===== GIVEN ENTRIES
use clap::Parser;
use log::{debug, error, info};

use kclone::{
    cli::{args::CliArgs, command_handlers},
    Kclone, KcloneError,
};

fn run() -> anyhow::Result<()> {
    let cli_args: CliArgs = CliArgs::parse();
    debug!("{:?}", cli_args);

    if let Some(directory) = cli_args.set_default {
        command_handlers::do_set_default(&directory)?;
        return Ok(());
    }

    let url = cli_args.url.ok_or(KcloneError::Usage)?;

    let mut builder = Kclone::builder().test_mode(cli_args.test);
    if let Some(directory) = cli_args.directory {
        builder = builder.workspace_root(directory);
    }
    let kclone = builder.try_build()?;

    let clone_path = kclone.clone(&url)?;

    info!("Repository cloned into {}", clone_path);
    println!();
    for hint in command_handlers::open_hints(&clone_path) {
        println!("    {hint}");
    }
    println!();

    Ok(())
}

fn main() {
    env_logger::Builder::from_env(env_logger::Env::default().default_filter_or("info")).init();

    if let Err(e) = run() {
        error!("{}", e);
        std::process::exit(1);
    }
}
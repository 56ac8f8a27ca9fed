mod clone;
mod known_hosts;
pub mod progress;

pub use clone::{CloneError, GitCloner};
==========
EXERCISE PROMPT:
Bring together all lines of the entries above in which the string "directory" occurs.

EXERCISE RESULT:
    if let Some(directory) = cli_args.set_default {
        command_handlers::do_set_default(&directory)?;
    if let Some(directory) = cli_args.directory {
        builder = builder.workspace_root(directory);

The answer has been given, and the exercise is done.